#### What you have to do:
Identify each line in the records below that contains the word "crate", and copy it.

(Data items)
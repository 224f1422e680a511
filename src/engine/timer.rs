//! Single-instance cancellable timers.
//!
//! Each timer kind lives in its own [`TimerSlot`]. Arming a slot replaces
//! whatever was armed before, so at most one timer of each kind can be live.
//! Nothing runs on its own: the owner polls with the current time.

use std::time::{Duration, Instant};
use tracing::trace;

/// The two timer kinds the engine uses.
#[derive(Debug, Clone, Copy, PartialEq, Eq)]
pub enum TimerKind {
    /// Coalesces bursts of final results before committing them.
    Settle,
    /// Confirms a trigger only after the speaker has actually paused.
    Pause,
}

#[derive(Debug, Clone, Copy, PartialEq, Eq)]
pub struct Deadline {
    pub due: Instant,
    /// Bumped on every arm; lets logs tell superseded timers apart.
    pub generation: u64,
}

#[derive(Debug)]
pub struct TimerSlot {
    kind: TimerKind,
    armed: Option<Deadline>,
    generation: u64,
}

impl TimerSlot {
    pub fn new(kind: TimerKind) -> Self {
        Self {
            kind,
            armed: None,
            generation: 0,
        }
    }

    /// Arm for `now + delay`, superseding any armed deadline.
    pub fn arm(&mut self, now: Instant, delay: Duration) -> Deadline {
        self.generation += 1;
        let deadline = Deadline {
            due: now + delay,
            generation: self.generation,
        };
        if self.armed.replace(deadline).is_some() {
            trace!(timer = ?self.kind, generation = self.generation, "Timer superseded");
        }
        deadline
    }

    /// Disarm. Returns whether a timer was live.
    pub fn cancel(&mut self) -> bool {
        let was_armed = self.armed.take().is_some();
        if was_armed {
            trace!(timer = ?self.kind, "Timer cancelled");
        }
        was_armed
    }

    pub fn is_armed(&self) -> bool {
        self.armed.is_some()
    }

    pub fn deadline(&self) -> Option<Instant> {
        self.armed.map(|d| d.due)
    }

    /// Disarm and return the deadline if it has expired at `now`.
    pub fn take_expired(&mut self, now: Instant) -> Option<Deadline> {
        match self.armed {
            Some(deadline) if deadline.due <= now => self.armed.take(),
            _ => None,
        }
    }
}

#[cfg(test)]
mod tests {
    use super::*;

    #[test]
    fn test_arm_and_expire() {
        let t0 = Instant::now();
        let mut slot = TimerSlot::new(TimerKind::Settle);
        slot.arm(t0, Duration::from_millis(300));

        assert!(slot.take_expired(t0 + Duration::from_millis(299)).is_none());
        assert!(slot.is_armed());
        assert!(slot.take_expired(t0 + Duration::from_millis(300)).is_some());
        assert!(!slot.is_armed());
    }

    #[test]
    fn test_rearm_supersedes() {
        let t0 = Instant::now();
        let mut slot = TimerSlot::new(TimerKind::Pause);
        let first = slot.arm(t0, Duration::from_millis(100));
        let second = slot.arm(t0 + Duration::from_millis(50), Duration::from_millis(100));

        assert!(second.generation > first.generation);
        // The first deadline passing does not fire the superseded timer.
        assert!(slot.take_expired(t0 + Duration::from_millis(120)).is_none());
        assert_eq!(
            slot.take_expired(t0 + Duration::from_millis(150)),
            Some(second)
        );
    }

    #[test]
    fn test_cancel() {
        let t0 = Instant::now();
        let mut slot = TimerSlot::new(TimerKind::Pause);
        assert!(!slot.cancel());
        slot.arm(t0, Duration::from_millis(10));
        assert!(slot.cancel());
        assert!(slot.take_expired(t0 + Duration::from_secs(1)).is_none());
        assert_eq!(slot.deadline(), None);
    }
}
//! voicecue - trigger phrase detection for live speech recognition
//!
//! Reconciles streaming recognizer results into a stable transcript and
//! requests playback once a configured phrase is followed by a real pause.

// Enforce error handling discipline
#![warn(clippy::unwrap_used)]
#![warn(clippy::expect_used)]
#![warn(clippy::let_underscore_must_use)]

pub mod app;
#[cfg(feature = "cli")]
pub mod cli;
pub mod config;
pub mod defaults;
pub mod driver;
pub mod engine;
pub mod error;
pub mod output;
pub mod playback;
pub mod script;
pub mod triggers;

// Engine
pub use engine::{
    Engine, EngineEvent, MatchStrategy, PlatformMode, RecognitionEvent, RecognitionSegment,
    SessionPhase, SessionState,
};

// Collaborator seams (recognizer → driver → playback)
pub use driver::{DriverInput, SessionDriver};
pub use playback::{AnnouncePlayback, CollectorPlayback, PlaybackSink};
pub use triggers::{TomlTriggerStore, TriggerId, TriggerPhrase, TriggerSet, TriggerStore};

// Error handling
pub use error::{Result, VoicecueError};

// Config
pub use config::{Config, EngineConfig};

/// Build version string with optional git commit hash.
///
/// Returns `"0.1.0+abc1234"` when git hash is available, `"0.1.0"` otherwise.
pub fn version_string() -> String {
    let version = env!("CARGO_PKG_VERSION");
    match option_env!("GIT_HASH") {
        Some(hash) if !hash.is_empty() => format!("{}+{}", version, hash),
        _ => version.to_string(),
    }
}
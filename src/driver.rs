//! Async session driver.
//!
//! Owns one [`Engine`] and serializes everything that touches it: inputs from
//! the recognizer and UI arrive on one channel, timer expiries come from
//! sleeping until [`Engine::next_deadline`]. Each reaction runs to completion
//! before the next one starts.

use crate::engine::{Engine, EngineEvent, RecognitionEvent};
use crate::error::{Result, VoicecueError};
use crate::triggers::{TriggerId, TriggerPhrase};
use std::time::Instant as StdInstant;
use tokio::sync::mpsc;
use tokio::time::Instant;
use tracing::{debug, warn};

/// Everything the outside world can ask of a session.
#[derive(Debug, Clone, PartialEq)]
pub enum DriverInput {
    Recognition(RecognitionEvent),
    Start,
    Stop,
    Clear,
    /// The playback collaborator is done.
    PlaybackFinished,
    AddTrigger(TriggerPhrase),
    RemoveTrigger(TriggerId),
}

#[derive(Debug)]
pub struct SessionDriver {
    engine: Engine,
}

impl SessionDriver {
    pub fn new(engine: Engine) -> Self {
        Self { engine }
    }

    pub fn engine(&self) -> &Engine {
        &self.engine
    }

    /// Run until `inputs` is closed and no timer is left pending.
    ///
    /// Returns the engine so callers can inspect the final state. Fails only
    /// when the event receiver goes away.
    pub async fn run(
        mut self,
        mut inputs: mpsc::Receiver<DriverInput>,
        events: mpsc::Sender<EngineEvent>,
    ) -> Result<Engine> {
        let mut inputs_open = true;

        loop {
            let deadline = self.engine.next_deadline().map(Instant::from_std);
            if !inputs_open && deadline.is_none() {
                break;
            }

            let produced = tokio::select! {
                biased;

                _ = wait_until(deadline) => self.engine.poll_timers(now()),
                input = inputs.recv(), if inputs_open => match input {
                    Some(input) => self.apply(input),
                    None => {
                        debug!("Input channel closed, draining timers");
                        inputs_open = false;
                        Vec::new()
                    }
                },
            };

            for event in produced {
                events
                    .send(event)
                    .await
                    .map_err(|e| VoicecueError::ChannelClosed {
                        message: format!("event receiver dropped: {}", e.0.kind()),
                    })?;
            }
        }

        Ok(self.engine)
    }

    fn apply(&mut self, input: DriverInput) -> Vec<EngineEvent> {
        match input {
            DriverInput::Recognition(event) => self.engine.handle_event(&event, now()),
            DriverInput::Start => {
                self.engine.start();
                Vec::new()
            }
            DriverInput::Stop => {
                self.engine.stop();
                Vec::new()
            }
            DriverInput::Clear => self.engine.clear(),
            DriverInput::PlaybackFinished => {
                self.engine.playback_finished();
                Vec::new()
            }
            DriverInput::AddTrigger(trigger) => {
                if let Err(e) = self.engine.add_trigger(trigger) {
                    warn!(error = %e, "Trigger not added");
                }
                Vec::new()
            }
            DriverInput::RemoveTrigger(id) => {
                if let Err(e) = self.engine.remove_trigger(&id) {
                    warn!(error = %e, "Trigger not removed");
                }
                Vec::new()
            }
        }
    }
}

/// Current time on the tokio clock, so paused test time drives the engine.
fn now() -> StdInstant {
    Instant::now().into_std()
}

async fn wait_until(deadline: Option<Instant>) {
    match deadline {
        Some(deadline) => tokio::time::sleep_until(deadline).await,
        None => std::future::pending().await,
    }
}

#### Answer to the problem:
use crate::engine::{Engine, EngineEvent, RecognitionEvent};
use crate::error::{Result, VoicecueError};
use crate::triggers::{TriggerId, TriggerPhrase};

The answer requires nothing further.